Filed January 16, 1953.
1. Taxation. To authorize the imposition of an estate or succession tax the decedent must have, at the time of his death, an interest in the property the transfer of which can be taxed. 2. Trusts: Wills. General rules of construction of written instruments apply to the construction of trust instruments, whether they are contracts, deeds, or wills. The cardinal rule of construction is, of course, to determine the intention of the settlor, where the creation of the trust is a unilateral matter, and give effect thereto if it is not in conflict with law.
APPEAL from the district court for Holt County: DAYTON R. MOUNTS, JUDGE. Affirmed.

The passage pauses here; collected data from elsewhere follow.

//! Postgres/PostGIS catalog store for the species recommendation platform.

pub mod error;
pub mod metrics;
pub mod models;
pub mod store;

pub use error::{DatabaseError, DatabaseResult};
pub use metrics::DatabaseMetrics;
pub use models::HealthStatus;
pub use store::{CandidateRow, CatalogStore, GeometrySummaryRow};

#[cfg(test)]
mod tests {
    use super::*;

    #[test]
    fn test_database_error_converts_to_core_error() {
        let err = DatabaseError::NotFound("species 42".to_string());
        let core_err: floracat_core::FloraCatError = err.into();
        assert_eq!(core_err.tag(), "location_unresolved");
    }
}
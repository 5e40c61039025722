//! Exact climate-match scoring (§4.I): the SQL layer only pre-filters and
//! pre-sorts by a coarse approximation; this is the scoring formula that
//! actually decides which candidates clear the threshold.

use floracat_core::BioVector;
use floracat_db::CandidateRow;

/// Weighted components of the climate match score, in [0, 1] each.
const W_TEMP: f64 = 0.25;
const W_HARDINESS_FILTER: f64 = 0.25;
const W_PRECIP: f64 = 0.20;
const W_SEASONALITY: f64 = 0.15;
const W_COLD_HARDINESS: f64 = 0.15;

/// Compute the exact climate match score of a candidate against a resolved
/// location's bio-vector. Returns exactly `0.0` if the extreme-tolerance
/// hard filter fires — per §4.I, that makes the whole score zero rather
/// than just zeroing its own component.
pub fn climate_match_score(location: &BioVector, candidate: &CandidateRow) -> f64 {
    let cold_tolerance_ok = location.temp_min_cold >= candidate.temp_min - 3.0;
    let heat_tolerance_ok = location.temp_max_warm <= candidate.temp_max + 3.0;
    if !cold_tolerance_ok || !heat_tolerance_ok {
        return 0.0;
    }

    let temp_component = W_TEMP * (1.0 - (location.temp_mean - candidate.temp_mean).abs() / 10.0).max(0.0);

    let precip_component = if candidate.precip_mean > 0.0 {
        W_PRECIP * (1.0 - (location.precip - candidate.precip_mean).abs() / candidate.precip_mean).max(0.0)
    } else {
        W_PRECIP * 0.5
    };

    let seasonality_component =
        W_SEASONALITY * (1.0 - (location.seasonality - candidate.seasonality_mean).abs() / 50.0).max(0.0);

    let cold_hardiness_component = if location.temp_min_cold >= 0.0 {
        W_COLD_HARDINESS
    } else if candidate.temp_min < location.temp_min_cold - 2.0 {
        W_COLD_HARDINESS
    } else {
        0.05
    };

    let score = temp_component + W_HARDINESS_FILTER + precip_component + seasonality_component + cold_hardiness_component;
    (score * 1000.0).round() / 1000.0
}

#[cfg(test)]
mod tests {
    use super::*;

    fn location() -> BioVector {
        BioVector {
            temp_mean: 20.0,
            temp_max_warm: 30.0,
            temp_min_cold: 10.0,
            precip: 1500.0,
            seasonality: 40.0,
        }
    }

    fn candidate(temp_mean: f64, temp_min: f64, temp_max: f64, precip_mean: f64, seasonality_mean: f64) -> CandidateRow {
        CandidateRow {
            species_id: 1,
            canonical_name: "Test species".to_string(),
            family: "Testaceae".to_string(),
            growth_form: Some("tree".to_string()),
            is_tree: true,
            is_shrub: false,
            is_climber: false,
            is_herb: false,
            is_palm: false,
            nitrogen_fixer: None,
            dispersal_syndrome: None,
            max_height_m: Some(20.0),
            lifespan_years: Some(100.0),
            threat_status: None,
            temp_mean,
            temp_min,
            temp_max,
            precip_mean,
            precip_min: precip_mean * 0.5,
            precip_max: precip_mean * 1.5,
            seasonality_mean,
            is_native: Some(true),
            is_endemic: Some(false),
            match_score: 0.0,
        }
    }

    #[test]
    fn perfect_match_scores_one() {
        let loc = location();
        let cand = candidate(20.0, 5.0, 35.0, 1500.0, 40.0);
        assert_eq!(climate_match_score(&loc, &cand), 1.0);
    }

    #[test]
    fn cold_extreme_violation_zeroes_entire_score() {
        let loc = location();
        let cand = candidate(20.0, 15.0, 35.0, 1500.0, 40.0);
        assert_eq!(climate_match_score(&loc, &cand), 0.0);
    }

    #[test]
    fn heat_extreme_violation_zeroes_entire_score() {
        let loc = location();
        let cand = candidate(20.0, 5.0, 25.0, 1500.0, 40.0);
        assert_eq!(climate_match_score(&loc, &cand), 0.0);
    }

    #[test]
    fn cold_hardiness_partial_credit_when_uncertain() {
        let mut loc = location();
        loc.temp_min_cold = -5.0;
        let cand = candidate(20.0, -4.0, 35.0, 1500.0, 40.0);
        let score = climate_match_score(&loc, &cand);
        assert!(score > 0.0 && score < 1.0);
    }
}
//! Occurrence-based envelope deriver (§4.F.1): the highest-priority
//! source when enough filtered occurrence points exist.

use async_trait::async_trait;

use floracat_core::config::OccurrenceQualityConfig;
use floracat_core::{
    ClimateEnvelope, EnvelopeQuality, EnvelopeSource, FloraCatError, FloraCatResult,
    PrecipitationStats, SpeciesId, TemperatureStats,
};
use floracat_db::CatalogStore;

use crate::deriver::Deriver;
use crate::percentile::p05_p95_with_fallback;

/// Minimum filtered occurrence points required to derive an envelope.
pub const OCC_MIN: usize = 10;

pub struct OccurrenceDeriver {
    quality: OccurrenceQualityConfig,
}

impl OccurrenceDeriver {
    pub fn new(quality: OccurrenceQualityConfig) -> Self {
        Self { quality }
    }
}

impl Default for OccurrenceDeriver {
    fn default() -> Self {
        Self::new(OccurrenceQualityConfig::default())
    }
}

fn quality_for(n: usize) -> EnvelopeQuality {
    if n >= 100 {
        EnvelopeQuality::High
    } else if n >= 50 {
        EnvelopeQuality::Medium
    } else {
        EnvelopeQuality::Low
    }
}

#[async_trait]
impl Deriver for OccurrenceDeriver {
    fn name(&self) -> &str {
        "occurrence_deriver"
    }

    async fn candidate_species(&self, store: &CatalogStore) -> FloraCatResult<Vec<SpeciesId>> {
        store
            .species_ids_with_occurrences()
            .await
            .map_err(|e| FloraCatError::StoreUnavailable(e.to_string()))
    }

    async fn derive(&self, store: &CatalogStore, species_id: SpeciesId) -> FloraCatResult<Option<ClimateEnvelope>> {
        let records = store
            .occurrences_for_species(species_id, self.quality.per_species_cap as i64)
            .await
            .map_err(|e| FloraCatError::StoreUnavailable(e.to_string()))?;
        if records.len() < OCC_MIN {
            return Ok(None);
        }

        let n = records.len();
        let temp_mean: Vec<f64> = records.iter().map(|r| r.bio.temp_mean).collect();
        let temp_max_warm: Vec<f64> = records.iter().map(|r| r.bio.temp_max_warm).collect();
        let temp_min_cold: Vec<f64> = records.iter().map(|r| r.bio.temp_min_cold).collect();
        let precip: Vec<f64> = records.iter().map(|r| r.bio.precip).collect();
        let seasonality: Vec<f64> = records.iter().map(|r| r.bio.seasonality).collect();

        let mean = |xs: &[f64]| xs.iter().sum::<f64>() / xs.len() as f64;
        let min = |xs: &[f64]| xs.iter().cloned().fold(f64::INFINITY, f64::min);
        let max = |xs: &[f64]| xs.iter().cloned().fold(f64::NEG_INFINITY, f64::max);
        let (p05, p95, fallback) = p05_p95_with_fallback(&temp_mean);

        Ok(Some(ClimateEnvelope {
            species_id,
            source: EnvelopeSource::Occurrence,
            temp: TemperatureStats {
                mean: mean(&temp_mean),
                min: min(&temp_min_cold),
                max: max(&temp_max_warm),
                p05: Some(p05),
                p95: Some(p95),
            },
            precip: PrecipitationStats {
                mean: mean(&precip),
                min: min(&precip),
                max: max(&precip),
                seasonality_mean: mean(&seasonality),
            },
            sample_count: n as i64,
            quality: quality_for(n),
            percentile_fallback: fallback,
        }))
    }
}

#[cfg(test)]
mod tests {
    use super::*;

    #[test]
    fn quality_thresholds_match_spec_bands() {
        assert_eq!(quality_for(150), EnvelopeQuality::High);
        assert_eq!(quality_for(60), EnvelopeQuality::Medium);
        assert_eq!(quality_for(20), EnvelopeQuality::Low);
    }
}
/// Canonical plant record.
#[derive(Debug, Clone, Serialize, Deserialize)]
pub struct Species {
    pub id: SpeciesId,
    pub canonical_name: String,
    pub genus: String,
    pub family: String,
    pub backbone_id: Option<String>,
    pub taxonomic_status: TaxonomicStatus,
    pub accepted_species_id: Option<SpeciesId>,
}

impl Species {
    /// Invariant 1: a synonym must point at an accepted species.
    /// This only checks the shape of this row (status vs. pointer presence);
    /// resolving the pointer's target status is a store-level join.
    pub fn has_consistent_synonym_link(&self) -> bool {
        match self.taxonomic_status {
            TaxonomicStatus::Synonym => self.accepted_species_id.is_some(),
            _ => true,
        }
    }
}

/// Vernacular names for a species in the two languages the recommendation
/// API surfaces. Either may be absent; a species with neither still
/// recommends fine, it just falls back to `canonical_name` in the response.
#[derive(Debug, Clone, Default, Serialize, Deserialize)]
pub struct CommonNames {
    pub pt: Option<String>,
    pub en: Option<String>,
}

/// A value paired with the source it was chosen from.
#[derive(Debug, Clone, PartialEq, Serialize, Deserialize)]
pub struct Sourced<T> {
    pub value: T,
    pub source: String,
}

impl<T> Sourced<T> {
    pub fn new(value: T, source: impl Into<String>) -> Self {
        Self { value, source: source.into() }
    }
}

/// One row per source per species, append-only.
#[derive(Debug, Clone, Serialize, Deserialize)]
pub struct RawTrait {
    pub species_id: SpeciesId,
    pub source: String,
    pub growth_form: Option<GrowthForm>,
    /// Verbatim source value, retained for audit.
    pub raw_growth_form: Option<String>,
    pub max_height_m: Option<f64>,
    pub woodiness: Option<String>,
    pub nitrogen_fixer: Option<bool>,
    pub dispersal_syndrome: Option<String>,
    pub deciduousness: Option<String>,
    pub lifespan_years: Option<f64>,
    pub threat_status: Option<ThreatStatus>,
}

/// One row per species, fused from `RawTrait` under a precedence policy.
#[derive(Debug, Clone, Serialize, Deserialize)]
pub struct UnifiedTrait {
    pub species_id: SpeciesId,
    pub growth_form: Option<Sourced<GrowthForm>>,
    pub max_height_m: Option<Sourced<f64>>,
    pub woodiness: Option<Sourced<String>>,
    pub nitrogen_fixer: Option<Sourced<bool>>,
    pub dispersal_syndrome: Option<Sourced<String>>,
    pub deciduousness: Option<Sourced<String>>,
    pub lifespan_years: Option<Sourced<f64>>,
    pub threat_status: Option<Sourced<ThreatStatus>>,
    pub is_tree: bool,
    pub is_shrub: bool,
    pub is_climber: bool,
    pub is_herb: bool,
    pub is_palm: bool,
    pub is_brazil_native: bool,
}

impl UnifiedTrait {
    /// Recompute the derived booleans from `growth_form`.
    /// Must be called whenever `growth_form` changes — `UnifiedTrait` values
    /// are never persisted with stale derived fields.
    pub fn recompute_derived_booleans(&mut self) {
        let gf = self.growth_form.as_ref().map(|s| s.value);
        self.is_tree = gf.map(|g| g.is_tree()).unwrap_or(false);
        self.is_shrub = gf.map(|g| g.is_shrub()).unwrap_or(false);
        self.is_climber = gf.map(|g| g.is_climber()).unwrap_or(false);
        self.is_herb = gf.map(|g| g.is_herb()).unwrap_or(false);
        self.is_palm = gf.map(|g| g.is_palm()).unwrap_or(false);
    }
}

/// A cell of the world coarse geographic partition.
#[derive(Debug, Clone, Serialize, Deserialize)]
pub struct Region {
    pub code: RegionCode,
    pub name: String,
    pub continent: String,
    #[serde(skip)]
    pub geometry: Option<MultiPolygon<f64>>,
}

/// Native/endemic/introduced flags for a `(species, region)` pair.
#[derive(Debug, Clone, Copy, PartialEq, Eq, Serialize, Deserialize)]
pub struct RegionFlags {
    pub is_native: bool,
    pub is_endemic: bool,
    pub is_introduced: bool,
}

impl RegionFlags {
    /// Conflict resolution across sources: OR the flags.
    pub fn merge(self, other: RegionFlags) -> RegionFlags {
        RegionFlags {
            is_native: self.is_native || other.is_native,
            is_endemic: self.is_endemic || other.is_endemic,
            is_introduced: self.is_introduced || other.is_introduced,
        }
    }
}

/// `(species_id, region_code)` membership row.
#[derive(Debug, Clone, Serialize, Deserialize)]
pub struct SpeciesRegion {
    pub species_id: SpeciesId,
    pub region_code: RegionCode,
    pub flags: RegionFlags,
    pub source: String,
}

/// Materialized per-species range geometry.
#[derive(Debug, Clone, Serialize, Deserialize)]
pub struct SpeciesGeometry {
    pub species_id: SpeciesId,
    #[serde(skip)]
    pub native_range: Option<MultiPolygon<f64>>,
    #[serde(skip)]
    pub full_range: Option<MultiPolygon<f64>>,
    #[serde(skip)]
    pub bbox: Option<Rect<f64>>,
    #[serde(skip)]
    pub centroid: Option<Point<f64>>,
    pub native_area_km2: f64,
    pub full_area_km2: f64,
    pub native_region_count: i32,
    pub full_region_count: i32,
}

/// Five-variable bioclimatic vector.
#[derive(Debug, Clone, Copy, PartialEq, Serialize, Deserialize)]
pub struct BioVector {
    /// bio1 — annual mean temperature (°C)
    pub temp_mean: f64,
    /// bio5 — max temperature of warmest month (°C)
    pub temp_max_warm: f64,
    /// bio6 — min temperature of coldest month (°C)
    pub temp_min_cold: f64,
    /// bio12 — annual precipitation (mm)
    pub precip: f64,
    /// bio15 — precipitation seasonality (coefficient of variation)
    pub seasonality: f64,
}

/// Min/mean/max triple, used throughout `RegionClimate` and the derivers.
#[derive(Debug, Clone, Copy, PartialEq, Serialize, Deserialize, Default)]
pub struct MinMeanMax {
    pub min: f64,
    pub mean: f64,
    pub max: f64,
}

/// Per-region aggregate of the bioclimatic variables the core consumes:
/// min/mean/max for the five named below. The remaining fourteen of the
/// nineteen standard bioclimatic variables are retained upstream but not
/// surfaced through this type since no component reads them.
#[derive(Debug, Clone, Copy, PartialEq, Serialize, Deserialize)]
pub struct RegionClimateStats {
    pub temp_mean: MinMeanMax,
    pub temp_max_warm: MinMeanMax,
    pub temp_min_cold: MinMeanMax,
    pub precip: MinMeanMax,
    pub seasonality: MinMeanMax,
}

/// `RegionClimate` row: a region code paired with its aggregate stats.
#[derive(Debug, Clone, Serialize, Deserialize)]
pub struct RegionClimate {
    pub region_code: RegionCode,
    pub stats: RegionClimateStats,
}

/// Bioclimatic aggregate sampled at one ecoregion's centroid, keyed by
/// `eco_id` rather than `region_code` — the ecoregion-based envelope
/// deriver's input.
#[derive(Debug, Clone, Serialize, Deserialize)]
pub struct EcoregionClimate {
    pub eco_id: String,
    pub stats: RegionClimateStats,
}

/// A georeferenced occurrence sighting.
///
/// Samples six bio variables at the point: the five in `BioVector` plus
/// bio4 (temperature seasonality), used by the occurrence-based deriver as
/// a secondary dispersion signal.
#[derive(Debug, Clone, Copy, Serialize, Deserialize)]
pub struct OccurrenceRecord {
    pub upstream_id: String,
    pub species_id: SpeciesId,
    pub lat: f64,
    pub lon: f64,
    pub uncertainty_m: f64,
    pub year: i32,
    pub country_code: Option<String>,
    pub bio: BioVector,
    pub temp_seasonality: f64,
}

/// One `(species, ecoregion)` observation count, input to the
/// ecoregion-based envelope deriver.
#[derive(Debug, Clone, Serialize, Deserialize)]
pub struct EcoregionObservation {
    pub species_id: SpeciesId,
    pub eco_id: String,
    pub n_observations: i64,
}

/// Source of a `ClimateEnvelope`, in priority order.
#[derive(Debug, Clone, Copy, PartialEq, Eq, PartialOrd, Ord, Serialize, Deserialize)]
#[serde(rename_all = "snake_case")]
pub enum EnvelopeSource {
    Region,
    Ecoregion,
    Occurrence,
}

impl EnvelopeSource {
    /// Higher is more preferred: `Occurrence > Ecoregion > Region`.
    pub fn priority(&self) -> u8 {
        match self {
            EnvelopeSource::Occurrence => 2,
            EnvelopeSource::Ecoregion => 1,
            EnvelopeSource::Region => 0,
        }
    }
}

impl fmt::Display for EnvelopeSource {
    fn fmt(&self, f: &mut fmt::Formatter<'_>) -> fmt::Result {
        let s = match self {
            EnvelopeSource::Occurrence => "occurrence",
            EnvelopeSource::Ecoregion => "ecoregion",
            EnvelopeSource::Region => "region",
        };
        write!(f, "{}", s)
    }
}

/// `envelope_quality`, derived from sample-count thresholds
/// documented per deriver.
#[derive(Debug, Clone, Copy, PartialEq, Eq, Serialize, Deserialize)]
#[serde(rename_all = "snake_case")]
pub enum EnvelopeQuality {
    High,
    Medium,
    Low,
}

/// Temperature statistics shared by all three envelope variants.
#[derive(Debug, Clone, Copy, PartialEq, Serialize, Deserialize)]
pub struct TemperatureStats {
    pub mean: f64,
    pub min: f64,
    pub max: f64,
    /// Present only for the occurrence-based variant.
    pub p05: Option<f64>,
    pub p95: Option<f64>,
}

/// Precipitation statistics shared by all three envelope variants.
#[derive(Debug, Clone, Copy, PartialEq, Serialize, Deserialize)]
pub struct PrecipitationStats {
    pub mean: f64,
    pub min: f64,
    pub max: f64,
    pub seasonality_mean: f64,
}

/// One row per species per variant.
#[derive(Debug, Clone, Serialize, Deserialize)]
pub struct ClimateEnvelope {
    pub species_id: SpeciesId,
    pub source: EnvelopeSource,
    pub temp: TemperatureStats,
    pub precip: PrecipitationStats,
    pub sample_count: i64,
    pub quality: EnvelopeQuality,
    /// True when `temp.{p05,p95}` fell back to min/max because
    /// `sample_count < 20`.
    pub percentile_fallback: bool,
}

/// `source_consensus` for the unified envelope view.
#[derive(Debug, Clone, Copy, PartialEq, Eq, Serialize, Deserialize)]
#[serde(rename_all = "snake_case")]
pub enum SourceConsensus {
    High,
    Medium,
    Single,
}

/// Deterministic best-available envelope per species.
#[derive(Debug, Clone, Serialize, Deserialize)]
pub struct UnifiedEnvelope {
    pub species_id: SpeciesId,
    pub envelope: ClimateEnvelope,
    pub envelope_source: EnvelopeSource,
    pub source_consensus: SourceConsensus,
}

/// Aggregate diversity metrics for a recommendation response.
#[derive(Debug, Clone, Copy, PartialEq, Serialize, Deserialize)]
pub struct DiversityMetrics {
    pub functional_diversity: f64,
    pub phylogenetic_diversity: f64,
    pub growth_form_richness: f64,
    pub total_diversity_score: f64,
    pub n_species: usize,
    pub n_families: usize,
    pub n_growth_forms: usize,
}

/// Cache row for recommendation responses.
#[derive(Debug, Clone, Serialize, Deserialize)]
pub struct RecommendationCacheEntry {
    pub cache_key: String,
    pub request_parameters: serde_json::Value,
    pub species_ids: Vec<SpeciesId>,
    pub diversity_metrics: DiversityMetrics,
    /// The full serialized response, replayed verbatim on a cache hit.
    pub response_body: serde_json::Value,
    pub expires_at: DateTime<Utc>,
    pub hit_count: i64,
}

/// `CrawlerState` row: one per crawler kind, tracks checkpoint and the
/// one-instance-per-kind run lock.
#[derive(Debug, Clone, Serialize, Deserialize)]
pub struct CrawlerState {
    pub crawler_name: String,
    pub status: CrawlerStatus,
    pub cursor: Option<serde_json::Value>,
    pub updated_at: DateTime<Utc>,
}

William W. Griffin, for appellant.
Lloyd Dort, for appellees.
Heard before SIMMONS, C. J., CARTER, MESSMORE, CHAPPELL, WENKE, and BOSLAUGH, JJ.
This litigation had its inception when objections were made to including an interest in a trust created by John P. Mann as an asset of the estate of Joseph A. Mann, deceased, for the purpose of determining and assessing inheritance tax. This objection is based on the contention that Joseph A. Mann, at the time of his death, had no interest in the trust which could be included as part of his estate for inheritance tax purposes.
Section 77-2001, R.R.S. 1943, provides, insofar as here material, as follows: "All property which shall pass by will or by the intestate laws of this state from any person who, at the time of his death was a resident of this state, * * * shall be subject to tax * * *."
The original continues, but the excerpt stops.